Defining the immune cells that correlate with fatal acute lung injury in COVID-19

The ongoing COVID-19 pandemic requires information that could stratify patient treatment and new treatment options for the minority that develop fatal lung injury of unclear pathogenesis. Very few studies have focused on defining SARS-CoV-2 viral interaction with the host immune system, natural history and the pathogenesis of severe disease. This project is designed to discover important pathogenesis principles that may guide triage and choice of therapy, allow an understanding if immune inhibition should play a role, facilitate two clinical trials and suggest novel biomarkers that can point to patients that risk developing life threatening lung disease.

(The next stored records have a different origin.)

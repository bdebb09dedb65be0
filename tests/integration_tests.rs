use hci_rater::analyzers::analyzer::{analyze_questionnaires, analyze_tasks};
use hci_rater::chart::{Chart, ChartSink, render_all, task_charts};
use hci_rater::config::DisplayNames;
use hci_rater::error::SummaryError;
use hci_rater::output::write_task_summary;
use std::path::PathBuf;

fn fixture(name: &str) -> PathBuf {
    PathBuf::from(env!("CARGO_MANIFEST_DIR"))
        .join("tests/fixtures")
        .join(name)
}

#[derive(Default)]
struct CountingSink {
    rendered: usize,
}

impl ChartSink for CountingSink {
    fn render(&mut self, _chart: &Chart) -> anyhow::Result<()> {
        self.rendered += 1;
        Ok(())
    }
}

#[test]
fn test_task_pipeline_end_to_end() {
    let summary = analyze_tasks(&fixture("tasks")).expect("tasks fixture should aggregate");

    assert_eq!(summary.groups.len(), 2);

    let keyboard = &summary.groups[0];
    assert_eq!(keyboard.interface, "keyboard");
    assert_eq!(keyboard.avg_time_s, 3.75);
    assert_eq!(keyboard.avg_accuracy, 92.5);

    let voice = &summary.groups[1];
    assert_eq!(voice.interface, "voice");
    assert_eq!(voice.avg_time_s, 5.0);
    assert_eq!(voice.avg_accuracy, 80.0);

    // session2.csv has no accuracy column
    assert_eq!(summary.load.files_found, 2);
    assert_eq!(summary.load.files_read, 1);
    assert_eq!(summary.load.files_skipped, 1);
    assert!(summary.groups.iter().all(|g| g.interface != "touch"));
}

#[test]
fn test_task_pipeline_text_output() {
    let summary = analyze_tasks(&fixture("tasks")).unwrap();

    let mut out = Vec::new();
    write_task_summary(&mut out, &summary.groups, &DisplayNames::default()).unwrap();

    let text = String::from_utf8(out).unwrap();
    assert!(text.contains("Keyboard 3.75s 92.50%"));
    assert!(text.contains("Voice 5.00s 80.00%"));
}

#[test]
fn test_comma_decimals_and_bad_rows() {
    let summary = analyze_tasks(&fixture("decimals")).unwrap();

    assert_eq!(summary.groups.len(), 1);
    assert_eq!(summary.groups[0].interface, "touch");
    assert_eq!(summary.groups[0].avg_time_s, 3.0);
    assert_eq!(summary.groups[0].avg_accuracy, 90.0);
    assert_eq!(summary.load.rows_skipped, 1);
}

#[test]
fn test_corrupt_header_skips_only_that_file() {
    let summary = analyze_tasks(&fixture("corrupt")).unwrap();

    // a_bad_header.csv starts with bytes that are not UTF-8
    assert_eq!(summary.load.files_found, 2);
    assert_eq!(summary.load.files_read, 1);
    assert_eq!(summary.load.files_skipped, 1);

    assert_eq!(summary.groups.len(), 1);
    assert_eq!(summary.groups[0].interface, "voice");
    assert_eq!(summary.groups[0].avg_time_s, 6.0);
    assert_eq!(summary.groups[0].avg_accuracy, 85.0);
}

#[test]
fn test_questionnaire_pipeline_end_to_end() {
    let summary = analyze_questionnaires(&fixture("questionnaire")).unwrap();

    let keys: Vec<_> = summary.groups.iter().map(|g| g.interface.as_str()).collect();
    assert_eq!(keys, vec!["keyboard", "touch", "voice"]);

    let keyboard = &summary.groups[0];
    assert_eq!(keyboard.satisfaction, Some(4.5));
    assert_eq!(keyboard.effort, Some(2.5));

    let touch = &summary.groups[1];
    assert_eq!(touch.satisfaction, Some(2.0));
    assert_eq!(touch.effort, Some(4.0));

    let voice = &summary.groups[2];
    assert_eq!(voice.responses, 2);
    assert_eq!(voice.satisfaction, Some(4.0));
    assert_eq!(voice.effort, None);

    assert_eq!(summary.load.rows_ignored, 2);
}

#[test]
fn test_empty_directory_stops_before_charts() {
    let dir = std::env::temp_dir().join("hci_rater_it_empty");
    let _ = std::fs::remove_dir_all(&dir);
    std::fs::create_dir_all(&dir).unwrap();

    let mut sink = CountingSink::default();
    let result = analyze_tasks(&dir).map(|summary| {
        render_all(&mut sink, &task_charts(&summary.groups, &DisplayNames::default())).unwrap();
    });

    let err = result.unwrap_err();
    assert!(matches!(err, SummaryError::NoFilesFound(_)));
    assert!(err.is_fatal());
    assert_eq!(sink.rendered, 0);

    std::fs::remove_dir_all(&dir).unwrap();
}

#[test]
fn test_missing_directory_is_fatal() {
    let err = analyze_tasks(&fixture("no_such_dir")).unwrap_err();
    assert!(matches!(err, SummaryError::MissingDirectory(_)));
}

#[test]
fn test_no_valid_rows_is_fatal() {
    let err = analyze_tasks(&fixture("questionnaire")).unwrap_err();
    assert!(matches!(err, SummaryError::NoValidAggregates));

    let err = analyze_questionnaires(&fixture("tasks")).unwrap_err();
    assert!(matches!(err, SummaryError::NoValidAggregates));
}

#[test]
fn test_charts_follow_group_order() {
    let summary = analyze_tasks(&fixture("tasks")).unwrap();

    let mut sink = CountingSink::default();
    let charts = task_charts(&summary.groups, &DisplayNames::default());
    render_all(&mut sink, &charts).unwrap();

    assert_eq!(sink.rendered, 3);
    let Chart::Bar(time) = &charts[0] else {
        panic!("expected bar chart");
    };
    assert_eq!(time.labels, vec!["Keyboard", "Voice"]);
    assert_eq!(time.values, vec![3.75, 5.0]);
}
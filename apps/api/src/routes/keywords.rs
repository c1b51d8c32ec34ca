use axum::{
    extract::{Query, State},
    Json,
};
use serde::Deserialize;
use uuid::Uuid;

use crate::errors::AppError;
use crate::models::keyword::KeywordRow;
use crate::state::AppState;

#[derive(Debug, Deserialize)]
#[serde(rename_all = "camelCase")]
pub struct KeywordListQuery {
    pub city_id: Option<Uuid>,
}

/// GET /api/v1/keywords?cityId=
pub async fn handle_list_keywords(
    State(state): State<AppState>,
    Query(params): Query<KeywordListQuery>,
) -> Result<Json<Vec<KeywordRow>>, AppError> {
    let keywords: Vec<KeywordRow> = sqlx::query_as(
        r#"
        SELECT * FROM keywords
        WHERE ($1::uuid IS NULL OR city_id = $1)
        ORDER BY keyword
        "#,
    )
    .bind(params.city_id)
    .fetch_all(&state.db)
    .await?;

    Ok(Json(keywords))
}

We propose a multidisciplinary groundbreaking study of material from blood and bronchoalveolar space from lungs of COVID-19 patients that develop acute fatal lung injury. We will define the pathogenic disease course and biomarkers of fatal disease with single cell mass cytometry and RNA sequencing. Cells from two international clinical trial launched in accordance with the ?Proposed next steps? in the 2020 WHO Roadmap will be compared for inflammatory signature.
We ask what exact types and subsets of inflammatory cells that secrete pro-inflammatory cytokines, a cytokine storm and inflammation that destroys lung tissue. We ask if there is too weak or too strong immune responses in fatal COVID-19. We ask if convalescent patient serum with neutralizing antibodies can reduce the inflammatory cells that cause lung injury. We also ask if cell therapy with immune inhibitory decidua stroma cells (DSC) can negate the cellular inflammatory responses and fatal lung injury in COVID-19.
Results will suggest new biomarkers for risk stratification, and triage, test the effect of convalescent serum and immune inhibitory DSC, have importance for the use of cheap anti-inflammatory medication in low-income countries, and will be disseminated in a European lab network to allow improved laboratory prediction of severe lung disease.